Crimes
Doença sem remédio
A notícia não é fresca, mas está longe de estar imprópria para consumo: então não é que a Entidade Reguladora para a Comunicação Social, cansada do marasmo de agosto, resolveu dar um raspanete ao José Rodrigues dos Santos!?
O raspanete – ou deliberação, como lhe chama a ERC – refere-se a uma entrevista à deputada europeia (à época, candidata) Marta Temido, transmitida no passado dia 5 de junho, durante a qual, alegadamente, o jornalista da RTP terá sido demasiadamente acintoso nas perguntas dirigidas à dirigente socialista.
Dois meses bastaram para que a ERC visse e revisse a dita entrevista, com aproximadamente 10 minutos de duração, e tornasse pública a deliberação ERC/2024/388 relativamente a “Participações contra a RTP1 a propósito da
exibição de uma entrevista a Marta Temido, cabeça de lista pelo PS às eleições europeias”. Concluíram, então, os reguladores que o jornalista do canal público fora mauzinho com a ex-ministra da Saúde, tendo-se atrevido a fazer-lhe questões potencialmente desconfortáveis que, notoriamente, não caíram no goto da entrevistada. E não foi apenas Marta Temido a não apreciar o estilo do pivô…

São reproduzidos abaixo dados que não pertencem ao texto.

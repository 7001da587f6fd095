// libshuangpin/tests/mock_source.rs
//
// Encoder and composer behaviour with a hand-written syllable source, so
// fallback and missing-pronunciation paths can be driven directly.

use std::collections::HashMap;

use libshuangpin::{
    ComposeOptions, KeyMode, LineComposer, Segmenter, ShuangpinEncoder, SyllableSource, XIAOHE,
};

// Mock source: fixed readings plus an optional override of the
// initial/final decomposition.
#[derive(Default)]
struct MockSource {
    readings: HashMap<char, Vec<&'static str>>,
    parts: HashMap<char, (&'static str, &'static str)>,
}

impl MockSource {
    fn with(mut self, ch: char, readings: &[&'static str]) -> Self {
        self.readings.insert(ch, readings.to_vec());
        self
    }

    fn split(mut self, ch: char, initial: &'static str, final_part: &'static str) -> Self {
        self.parts.insert(ch, (initial, final_part));
        self
    }
}

impl SyllableSource for MockSource {
    fn pronunciations(&self, ch: char) -> Vec<String> {
        self.readings
            .get(&ch)
            .map(|r| r.iter().map(|s| s.to_string()).collect())
            .unwrap_or_default()
    }

    fn initial(&self, ch: char) -> String {
        match self.parts.get(&ch) {
            Some((initial, _)) => initial.to_string(),
            None => self.syllable(ch).map(|s| s.initial).unwrap_or_default(),
        }
    }

    fn final_part(&self, ch: char) -> String {
        match self.parts.get(&ch) {
            Some((_, final_part)) => final_part.to_string(),
            None => self.syllable(ch).map(|s| s.final_part).unwrap_or_default(),
        }
    }
}

#[test]
fn uses_first_candidate_only() {
    let src = MockSource::default().with('长', &["chang", "zhang"]);
    let enc = ShuangpinEncoder::new(&src, &XIAOHE);
    assert_eq!(enc.encode('长', KeyMode::Full).as_deref(), Some("ih"));
    assert_eq!(enc.encode('长', KeyMode::InitialOnly).as_deref(), Some("i"));
}

#[test]
fn decomposition_comes_from_the_source() {
    // A source that reports "z" + "hang" instead of "zh" + "ang".
    let src = MockSource::default().with('张', &["zhang"]).split('张', "z", "hang");
    let enc = ShuangpinEncoder::new(&src, &XIAOHE);
    // "hang" is not a final, so the raw syllable comes back.
    assert_eq!(enc.encode('张', KeyMode::Full).as_deref(), Some("zhang"));
}

#[test]
fn table_miss_falls_back_to_pinyin() {
    let src = MockSource::default().with('嗯', &["ng"]).with('呣', &["m"]);
    let enc = ShuangpinEncoder::new(&src, &XIAOHE);
    assert_eq!(enc.encode('嗯', KeyMode::Full).as_deref(), Some("ng"));
    assert_eq!(enc.encode('嗯', KeyMode::InitialOnly).as_deref(), Some("n"));
    assert_eq!(enc.encode('呣', KeyMode::Full).as_deref(), Some("m"));
}

#[test]
fn zero_initial_skips_decomposition() {
    // Even a nonsense split is ignored for zero-initial syllables.
    let src = MockSource::default().with('昂', &["ang"]).split('昂', "x", "x");
    let enc = ShuangpinEncoder::new(&src, &XIAOHE);
    assert_eq!(enc.encode('昂', KeyMode::Full).as_deref(), Some("ah"));
}

#[test]
fn table_path_is_two_keys_and_never_empty() {
    let src = MockSource::default()
        .with('中', &["zhong"])
        .with('国', &["guo"])
        .with('女', &["nv"]);
    let enc = ShuangpinEncoder::new(&src, &XIAOHE);
    for ch in ['中', '国', '女'] {
        let code = enc.encode(ch, KeyMode::Full).unwrap();
        assert_eq!(code.chars().count(), 2, "{ch} -> {code}");
    }
    assert_eq!(enc.encode_str("中国女", KeyMode::Full), vec!["vs", "go", "nv"]);
}

#[test]
fn unknown_character_emits_nothing() {
    let src = MockSource::default().with('你', &["ni"]);
    let enc = ShuangpinEncoder::new(&src, &XIAOHE);
    assert_eq!(enc.encode('𠀀', KeyMode::Full), None);

    let composer = LineComposer::new(
        &src,
        Segmenter::han_only(),
        ComposeOptions { xiaohe: true, ..Default::default() },
    );
    assert_eq!(composer.compose("你𠀀"), "你𠀀\tni");
}

#[test]
fn styled_output_uses_source_readings() {
    let src = MockSource::default().with('乐', &["le", "yue"]);
    let plain = LineComposer::new(&src, Segmenter::han_only(), ComposeOptions::default());
    assert_eq!(plain.convert("快乐"), "le");

    let all = LineComposer::new(
        &src,
        Segmenter::han_only(),
        ComposeOptions { heteronym: true, ..Default::default() },
    );
    assert_eq!(all.convert("乐"), "le yue");
}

Segundo a comunicação social, foram apresentadas três queixas contra a RTP, relativas à dita entrevista, que, de acordo com a ERC, “pela forma como foi conduzida, afastou-se do registo de factualidade” e “é suscetível de prejudicar o direito dos telespetadores de serem informados”. Para aquela Entidade, o jornalista “subverteu os princípios” que deveriam nortear a sua missão, e, no meio do raspanete – perdão, da deliberação – a ERC aproveitou, ainda, para “salientar a relevância e a responsabilidade dos meios de comunicação social nos períodos eleitorais como ferramentas essenciais para informar e esclarecer as escolhas dos cidadãos” e “verificar que, na entrevista analisada, não foi conferido espaço à entrevistada para expor os seus pontos de vista”.
Sendo eu sensível sempre que está em causa a liberdade dos media, resolvi desconfiar da memória e rever atentamente a infame entrevista. Pude, então, comprovar que esta se centrara em temas bastante maçadores, como os Fundos de Coesão, a subsidiodependência, e o aproveitamento deficitário dos apoios comunitários. José, o jornalista, esteve particularmente provocador; Marta, a candidata, esteve visivelmente nervosa; e os dez minutos de conversa entre ambos geraram uma minientrevista mais animada do que de costume, com direito a ironias tensas e caneladas marotas.
No final, já cansada da difícil gestão das suas cábulas, em resposta ao agradecimento do entrevistador – “Marta Temido, muito obrigado por ter vindo” – a agora eurodeputada retorquiu com um insólito: “Eu não posso dizer o mesmo, mas muito obrigada”. Curiosamente, este episódio não mereceu um único reparo da ERC, a quem se exigiria que protegesse os telespetadores de respostas ilógicas ou absurdas proferidas por candidatos políticos, de quem se devia exigir, pelo menos, coerência sintática.
Quem não gostou da descompostura – pois, claro – foi José Rodrigues dos Santos, que contestou a decisão da ERC, alegando um “atentado à liberdade dos jornalistas em democracia” e ripostando que a entrevistada, Marta Temido, tinha negado “informação factualmente verdadeira” e prestado “declarações factualmente falsas”.
Não sendo um particular admirador das qualidades literárias de Rodrigues dos Santos, e tão pouco sendo um entusiasta do seu estilo jornalístico, sinto-me obrigado a defender o pivô… e a liberdade de imprensa, já agora.
Vale o que vale, eu sei… suspeito até que a ERC não se ralará, nada, com o meu juízo. Ainda assim, não me dispenso de partilhar as minhas desconfianças sobre esta deliberação em tom de reprimenda que, ou muito me engano ou, não irá integrar os anais do mau jornalismo (e já tanto por aí…), mas antes fará parte do extenso registo de palermices (vamos chamar-lhes “palermices”, para facilitar) da polémica Reguladora.
Partilhada a suspeita, e assimilado este diagnóstico pouco animador para a liberdade de imprensa, a boa notícia é que o jornalista visado pela ERC trabalha no canal público, o que nos leva a acreditar que a independência da RTP está de boa saúde, ao contrário da ERC, cuja doença parece não ter remédio.